**WORK ORDER**
Your job is to set down the listing again exactly as it stands.

**INFORMATION**
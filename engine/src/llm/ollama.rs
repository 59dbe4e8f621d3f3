//! Ollama completion client
//!
//! Ollama runs models locally, typically at http://localhost:11434. Its chat
//! endpoint streams newline-delimited JSON objects:
//!
//! ```text
//! {"message":{"role":"assistant","content":"Según"},"done":false}
//! {"message":{"role":"assistant","content":" el"},"done":false}
//! {"done":true}
//! ```

use async_trait::async_trait;
use reqwest::Client;
use sdk::errors::EngineError;
use serde::{Deserialize, Serialize};
use std::time::Duration;

use super::{
    line_stream, token_stream, CompletionModel, Frame, LLMError, Message, Result, TokenStream,
};
use crate::config::OllamaConfig;

#[derive(Debug, Clone)]
pub struct OllamaModel {
    base_url: String,
    model: String,
    timeout: Duration,
    client: Client,
}

impl OllamaModel {
    pub fn new(config: &OllamaConfig, timeout_secs: u64) -> std::result::Result<Self, EngineError> {
        let client = Client::builder()
            .connect_timeout(Duration::from_secs(timeout_secs))
            .build()
            .map_err(|e| EngineError::Config(format!("Failed to create HTTP client: {}", e)))?;

        Ok(Self {
            base_url: config.base_url.trim_end_matches('/').to_string(),
            model: config.model.clone(),
            timeout: Duration::from_secs(timeout_secs),
            client,
        })
    }

    fn convert_messages(messages: &[Message]) -> Vec<OllamaMessage> {
        messages
            .iter()
            .map(|msg| OllamaMessage {
                role: msg.role.to_string(),
                content: msg.content.clone(),
            })
            .collect()
    }
}

#[async_trait]
impl CompletionModel for OllamaModel {
    fn name(&self) -> &str {
        "ollama"
    }

    async fn stream(&self, messages: &[Message]) -> Result<TokenStream> {
        let request = OllamaRequest {
            model: &self.model,
            messages: Self::convert_messages(messages),
            stream: true,
        };

        tracing::debug!(
            model = %self.model,
            messages = request.messages.len(),
            "Ollama stream request"
        );

        let url = format!("{}/api/chat", self.base_url);
        let send = self.client.post(&url).json(&request).send();
        let response = tokio::time::timeout(self.timeout, send)
            .await
            .map_err(|_| LLMError::Timeout)?
            .map_err(|e| LLMError::from_request(e, "Ollama", &self.base_url))?;

        if !response.status().is_success() {
            let status = response.status().as_u16();
            let body = response.text().await.unwrap_or_default();
            return Err(LLMError::from_status(status, body));
        }

        Ok(token_stream(line_stream(response.bytes_stream()), parse_line))
    }
}

fn parse_line(line: &str) -> Result<Frame> {
    if line.trim().is_empty() {
        return Ok(Frame::Skip);
    }

    let chunk: OllamaChunk = serde_json::from_str(line)
        .map_err(|e| LLMError::ParseError(format!("Bad Ollama chunk: {}", e)))?;

    if let Some(error) = chunk.error {
        return Err(LLMError::Stream(error));
    }

    let content = chunk.message.map(|m| m.content).unwrap_or_default();
    if chunk.done {
        // The closing object may still carry text
        if content.is_empty() {
            return Ok(Frame::End);
        }
        tracing::debug!("Ollama final chunk carried content");
    }
    Ok(Frame::Token(content))
}

/// Ollama API request format
#[derive(Debug, Serialize)]
struct OllamaRequest<'a> {
    model: &'a str,
    messages: Vec<OllamaMessage>,
    stream: bool,
}

/// Ollama message format
#[derive(Debug, Serialize, Deserialize)]
struct OllamaMessage {
    role: String,
    content: String,
}

/// One streamed line
#[derive(Debug, Deserialize)]
struct OllamaChunk {
    #[serde(default)]
    message: Option<OllamaMessage>,
    #[serde(default)]
    done: bool,
    #[serde(default)]
    error: Option<String>,
}

#[cfg(test)]
mod tests {
    use super::*;

    #[test]
    fn test_message_conversion() {
        let converted = OllamaModel::convert_messages(&[
            Message::system("Eres un asistente jurídico"),
            Message::user("¿Qué dice el artículo 15?"),
        ]);
        assert_eq!(converted[0].role, "system");
        assert_eq!(converted[1].role, "user");
        assert_eq!(converted[1].content, "¿Qué dice el artículo 15?");
    }

    #[test]
    fn test_parse_line() {
        let frame = parse_line(r#"{"message":{"role":"assistant","content":"Hola"},"done":false}"#).unwrap();
        assert!(matches!(frame, Frame::Token(t) if t == "Hola"));

        assert!(matches!(parse_line(r#"{"done":true}"#).unwrap(), Frame::End));
        assert!(matches!(parse_line("").unwrap(), Frame::Skip));
        assert!(matches!(parse_line(r#"{"error":"model not found"}"#), Err(LLMError::Stream(_))));
        assert!(matches!(parse_line("not json"), Err(LLMError::ParseError(_))));
    }
}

**EXPECTED OUTPUT**
filename engine/src/llm/ollama.rs
repository 59dbe4e8f621d3f3
//! Ollama completion client
//!
//! Ollama runs models locally, typically at http://localhost:11434. Its chat
//! endpoint streams newline-delimited JSON objects:
//!
//! ```text
//! {"message":{"role":"assistant","content":"Según"},"done":false}
//! {"message":{"role":"assistant","content":" el"},"done":false}
//! {"done":true}
//! ```

use async_trait::async_trait;
use reqwest::Client;
use sdk::errors::EngineError;
use serde::{Deserialize, Serialize};
use std::time::Duration;

use super::{
    line_stream, token_stream, CompletionModel, Frame, LLMError, Message, Result, TokenStream,
};
use crate::config::OllamaConfig;

#[derive(Debug, Clone)]
pub struct OllamaModel {
    base_url: String,
    model: String,
    timeout: Duration,
    client: Client,
}

impl OllamaModel {
    pub fn new(config: &OllamaConfig, timeout_secs: u64) -> std::result::Result<Self, EngineError> {
        let client = Client::builder()
            .connect_timeout(Duration::from_secs(timeout_secs))
            .build()
            .map_err(|e| EngineError::Config(format!("Failed to create HTTP client: {}", e)))?;

        Ok(Self {
            base_url: config.base_url.trim_end_matches('/').to_string(),
            model: config.model.clone(),
            timeout: Duration::from_secs(timeout_secs),
            client,
        })
    }

    fn convert_messages(messages: &[Message]) -> Vec<OllamaMessage> {
        messages
            .iter()
            .map(|msg| OllamaMessage {
                role: msg.role.to_string(),
                content: msg.content.clone(),
            })
            .collect()
    }
}

#[async_trait]
impl CompletionModel for OllamaModel {
    fn name(&self) -> &str {
        "ollama"
    }

    async fn stream(&self, messages: &[Message]) -> Result<TokenStream> {
        let request = OllamaRequest {
            model: &self.model,
            messages: Self::convert_messages(messages),
            stream: true,
        };

        tracing::debug!(
            model = %self.model,
            messages = request.messages.len(),
            "Ollama stream request"
        );

        let url = format!("{}/api/chat", self.base_url);
        let send = self.client.post(&url).json(&request).send();
        let response = tokio::time::timeout(self.timeout, send)
            .await
            .map_err(|_| LLMError::Timeout)?
            .map_err(|e| LLMError::from_request(e, "Ollama", &self.base_url))?;

        if !response.status().is_success() {
            let status = response.status().as_u16();
            let body = response.text().await.unwrap_or_default();
            return Err(LLMError::from_status(status, body));
        }

        Ok(token_stream(line_stream(response.bytes_stream()), parse_line))
    }
}

fn parse_line(line: &str) -> Result<Frame> {
    if line.trim().is_empty() {
        return Ok(Frame::Skip);
    }

    let chunk: OllamaChunk = serde_json::from_str(line)
        .map_err(|e| LLMError::ParseError(format!("Bad Ollama chunk: {}", e)))?;

    if let Some(error) = chunk.error {
        return Err(LLMError::Stream(error));
    }

    let content = chunk.message.map(|m| m.content).unwrap_or_default();
    if chunk.done {
        // The closing object may still carry text
        if content.is_empty() {
            return Ok(Frame::End);
        }
        tracing::debug!("Ollama final chunk carried content");
    }
    Ok(Frame::Token(content))
}

/// Ollama API request format
#[derive(Debug, Serialize)]
struct OllamaRequest<'a> {
    model: &'a str,
    messages: Vec<OllamaMessage>,
    stream: bool,
}

/// Ollama message format
#[derive(Debug, Serialize, Deserialize)]
struct OllamaMessage {
    role: String,
    content: String,
}

/// One streamed line
#[derive(Debug, Deserialize)]
struct OllamaChunk {
    #[serde(default)]
    message: Option<OllamaMessage>,
    #[serde(default)]
    done: bool,
    #[serde(default)]
    error: Option<String>,
}

#[cfg(test)]
mod tests {
    use super::*;

    #[test]
    fn test_message_conversion() {
        let converted = OllamaModel::convert_messages(&[
            Message::system("Eres un asistente jurídico"),
            Message::user("¿Qué dice el artículo 15?"),
        ]);
        assert_eq!(converted[0].role, "system");
        assert_eq!(converted[1].role, "user");
        assert_eq!(converted[1].content, "¿Qué dice el artículo 15?");
    }

    #[test]
    fn test_parse_line() {
        let frame = parse_line(r#"{"message":{"role":"assistant","content":"Hola"},"done":false}"#).unwrap();
        assert!(matches!(frame, Frame::Token(t) if t == "Hola"));

        assert!(matches!(parse_line(r#"{"done":true}"#).unwrap(), Frame::End));
        assert!(matches!(parse_line("").unwrap(), Frame::Skip));
        assert!(matches!(parse_line(r#"{"error":"model not found"}"#), Err(LLMError::Stream(_))));
        assert!(matches!(parse_line("not json"), Err(LLMError::ParseError(_))));
    }
}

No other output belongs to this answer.